Neymiş gelirler? Bütçeden aktarılan tutarlar, her türlü
bağış ve yardımlar, Ajansın faaliyetlerinden elde
edilen gelirler, vesair gelirler. Kimden bağış alınacak,
nasıl alınacak, her bağış kabul edilecek mi; bunlara
ilişkin hiçbir hüküm yok, hiçbir ölçüt yok. Peki, en çok doğaya zarar
veren şirket, en çok bağışı yaparsa ne
yapacaksınız, hangisini kabul edeceksiniz, cezalandıracak
mısınız, bu bağışı ret mi edeceksiniz; bunlara
dair hiçbir hüküm yok. Amaçlarından bir tanesi yeşil alanların
korunması, iyileştirilmesine katkı sunmakmış.
Göreceğiz, yerel yönetimlere hiçbir destek vermiyorsunuz, yerel
yönetimlerin yetkisini kısıtlıyorsunuz ama yerel yönetimlere tek
bir kuruş vermeden, kaynak aktarmadan diyorsunuz ki: Skuterler için yol
yapacaksın, bisiklet için şöyle şöyle yollar
yapacaksınız. Sadece görev, yetki ama hiçbir kaynak yok diyor,
hepinizi saygıyla selamlıyorum. (HDP sıralarından
alkışlar)
BAŞKAN
Önergeyi oylarınıza sunuyorum: Kabul edenler... Kabul etmeyenler...
Önerge kabul edilmemiştir.
Diğer
önergeyi okutuyorum:
Türkiye Büyük Millet Meclisi
Başkanlığına
Görüşülmekte
olan Türkiye Çevre Ajansının Kurulması İle Bazı
Kanunlarda Değişiklik Yapılmasına Dair Kanun Teklifinin
8inci maddesinin (b) bendinin teklif metninden çıkarılarak
diğer bentlerin buna göre teselsül ettirilmesini arz ve teklif ederiz.
Mehmet Metanet
Çulhaoğlu Zeki
Hakan Sıdalı Fahrettin
Yokuş
Adana Mersin Konya
Erhan
Usta Yasin
Öztürk Şenol
Sunat
Samsun
Denizli Ankara
BAŞKAN
Komisyon önergeye katılıyor mu?
ÇEVRE
KOMİSYONU SÖZCÜSÜ SEMİHA EKİNCİ (Sivas)
Katılamıyoruz Sayın Başkanım.
BAŞKAN
Önerge üzerinde söz talebi Sayın Yasin Öztürkün.
Buyurun.
YASİN
ÖZTÜRK (Denizli) Sayın Başkan, değerli milletvekilleri;
Türkiye Çevre Ajansının kurulması ve beraberindeki torba
maddelerden oluşan kanun teklifinin 8inci maddesi üzerine İYİ
PARTİ Grubu adına söz almış bulunmaktayım.
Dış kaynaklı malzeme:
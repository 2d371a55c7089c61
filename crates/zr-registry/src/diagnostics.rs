//! Process-wide verbosity and non-fatal warnings.

use core::fmt;

use zr_core::Verbosity;

/// Non-fatal conditions found during registration.
#[derive(thiserror::Error, Debug, Clone, PartialEq, Eq)]
pub enum Warning {
    #[error(
        "Thermal zones declare different verbosity ({requested} vs {current}). \
         Using highest declared value."
    )]
    InconsistentVerbosity {
        requested: Verbosity,
        current: Verbosity,
    },
}

/// Verbosity reconciled across all registrations, plus the warnings raised.
///
/// `verbosity` is `None` until the first registration succeeds.
#[derive(Debug, Clone, Default)]
pub struct Diagnostics {
    verbosity: Option<Verbosity>,
    warnings: Vec<Warning>,
}

impl Diagnostics {
    pub fn new() -> Self {
        Self::default()
    }

    pub fn verbosity(&self) -> Option<Verbosity> {
        self.verbosity
    }

    pub fn warnings(&self) -> &[Warning] {
        &self.warnings
    }

    /// Compute the verbosity that results from a new request without
    /// changing anything. Returns the warning to record, if any.
    pub fn reconcile(&self, requested: Verbosity) -> (Verbosity, Option<Warning>) {
        match self.verbosity {
            None => (requested, None),
            Some(current) if current == requested => (current, None),
            Some(current) => (
                current.max(requested),
                Some(Warning::InconsistentVerbosity { requested, current }),
            ),
        }
    }

    /// Apply a result of [`Diagnostics::reconcile`].
    pub fn commit(&mut self, verbosity: Verbosity, warning: Option<Warning>) {
        self.verbosity = Some(verbosity);
        if let Some(warning) = warning {
            tracing::warn!("{}", warning);
            self.warnings.push(warning);
        }
    }

    /// True when a message at `level` passes the current verbosity.
    /// Nothing is logged before the first registration commits.
    pub fn admits_log(&self, level: Verbosity) -> bool {
        self.verbosity.is_some_and(|active| active.admits(level))
    }

    /// Emit `args` if `level` passes the current verbosity.
    pub fn write_log(&self, level: Verbosity, args: fmt::Arguments<'_>) {
        if self.admits_log(level) {
            emit(level, args);
        }
    }

    /// Emit `args` if `level` passes `active`, a verbosity computed by
    /// [`Diagnostics::reconcile`] but not yet committed.
    pub fn write_log_at(&self, active: Verbosity, level: Verbosity, args: fmt::Arguments<'_>) {
        if active.admits(level) {
            emit(level, args);
        }
    }
}

fn emit(level: Verbosity, args: fmt::Arguments<'_>) {
    match level {
        Verbosity::Fatal | Verbosity::Error => tracing::error!("{}", args),
        Verbosity::Warning => tracing::warn!("{}", args),
        Verbosity::Info => tracing::info!("{}", args),
        Verbosity::Verbose => tracing::debug!("{}", args),
        Verbosity::Debug => tracing::trace!("{}", args),
    }
}
use clap::{Parser, Subcommand};
use std::path::{Path, PathBuf};
use zr_project::ProjectError;
use zr_registry::{
    ChannelKind, InstanceRegistry, RegistryError, SequentialFactory, derive_channel_names,
};

#[derive(Parser)]
#[command(name = "zr-cli")]
#[command(about = "zonereg CLI - Building instance and thermal zone registry", long_about = None)]
struct Cli {
    #[command(subcommand)]
    command: Commands,
}

#[derive(Subcommand)]
enum Commands {
    /// Validate manifest syntax and structure
    Validate {
        /// Path to the manifest (YAML, or JSON by extension)
        manifest_path: PathBuf,
    },
    /// Register every zone of a manifest without starting any instance
    Register {
        /// Path to the manifest (YAML, or JSON by extension)
        manifest_path: PathBuf,
        /// Also list the qualified channel names of each zone
        #[arg(long)]
        channels: bool,
    },
    /// Print the channel names derived for a zone
    Channels {
        /// Zone name
        zone: String,
    },
}

#[derive(thiserror::Error, Debug)]
enum CliError {
    #[error(transparent)]
    Project(#[from] ProjectError),

    #[error("Zone #{index} ({zone}): {source}")]
    Registry {
        index: usize,
        zone: String,
        #[source]
        source: RegistryError,
    },
}

type CliResult<T> = Result<T, CliError>;

fn main() -> CliResult<()> {
    // The registry gates its own output by the declared verbosity.
    tracing_subscriber::fmt()
        .with_max_level(tracing::Level::TRACE)
        .with_target(false)
        .init();

    let cli = Cli::parse();

    match cli.command {
        Commands::Validate { manifest_path } => cmd_validate(&manifest_path),
        Commands::Register {
            manifest_path,
            channels,
        } => cmd_register(&manifest_path, channels),
        Commands::Channels { zone } => {
            cmd_channels(&zone);
            Ok(())
        }
    }
}

fn cmd_validate(manifest_path: &Path) -> CliResult<()> {
    println!("Validating manifest: {}", manifest_path.display());
    let manifest = zr_project::load(manifest_path)?;
    println!(
        "✓ Manifest '{}' is valid ({} zones)",
        manifest.name,
        manifest.zones.len()
    );
    Ok(())
}

fn cmd_register(manifest_path: &Path, show_channels: bool) -> CliResult<()> {
    let manifest = zr_project::load(manifest_path)?;
    let mut registry = InstanceRegistry::new();
    let mut factory = SequentialFactory::new();

    for (index, def) in manifest.zones.iter().enumerate() {
        registry
            .register_zone(&mut factory, &def.declaration())
            .map_err(|source| CliError::Registry {
                index,
                zone: def.zone.clone(),
                source,
            })?;
    }

    println!("Buildings in '{}':", manifest.name);
    for building in registry.buildings() {
        println!(
            "  {} - {} ({} zones, archive: {})",
            building.instance(),
            building.source_name(),
            building.zone_count(),
            building.archive_path().unwrap_or("none")
        );
        for zone in building.zones() {
            println!("    {}", zone.name());
            if show_channels {
                for name in zone.qualified_names() {
                    println!("      {}", name);
                }
            }
        }
    }

    if !registry.warnings().is_empty() {
        println!("Warnings:");
        for warning in registry.warnings() {
            println!("  {}", warning);
        }
    }
    if let Some(verbosity) = registry.global_verbosity() {
        println!("Verbosity: {}", verbosity);
    }
    Ok(())
}

fn cmd_channels(zone: &str) {
    for kind in ChannelKind::ALL {
        let (short, qualified) = derive_channel_names(zone, kind.suffixes());
        println!("{:?}:", kind);
        for (s, q) in short.iter().zip(&qualified) {
            println!("  {:<14} {}", s, q);
        }
    }
}
//! Registration errors.

use std::collections::TryReserveError;

use crate::factory::FactoryError;

pub type RegistryResult<T> = Result<T, RegistryError>;

/// Fatal registration failures.
///
/// Every variant leaves the registry exactly as it was before the call.
/// The caller decides whether to abort model construction.
#[derive(thiserror::Error, Debug)]
pub enum RegistryError {
    #[error("Not enough memory to allocate {what}")]
    OutOfMemory {
        what: &'static str,
        #[source]
        source: TryReserveError,
    },

    #[error(
        "Model specifies zone {zone} twice for the building {building}. \
         Each zone must only be specified once."
    )]
    DuplicateZone { zone: String, building: String },

    #[error(
        "Model specifies two different archives for the same building: {requested:?} and {pinned:?}"
    )]
    ConflictingArchivePath { requested: String, pinned: String },

    #[error("Failed to create simulation instance for {building}: {source}")]
    InstanceCreation {
        building: String,
        #[source]
        source: FactoryError,
    },

    #[error("Too many {what} for the id space")]
    IdSpaceExhausted { what: &'static str },
}

impl RegistryError {
    pub(crate) fn oom(what: &'static str) -> impl FnOnce(TryReserveError) -> Self {
        move |source| RegistryError::OutOfMemory { what, source }
    }
}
Genel
Kurulu saygıyla selamlıyorum.
Kanun
teklifinin 8inci maddesiyle, kurulacak olan Çevre Ajansının gelir
kaynakları düzenlenmektedir. Ajans, genel bütçeden aktarılacak tutar
ile faaliyetlerden elde edilecek gelirler ve sair gelirler yanında her
türlü bağış ve yardımlardan gelir elde edebilecektir. Kamu
yararı, çevre duyarlılığı, yeşilin
korunmasıyla başlayan, kaynakların verimli
kullanılmasıyla devam eden bir gerekçeyle hazırlanan kanun
teklifi bir anda nasıl masumiyet zırhının
dışına taşar, buna bir kez daha şahit oluyoruz.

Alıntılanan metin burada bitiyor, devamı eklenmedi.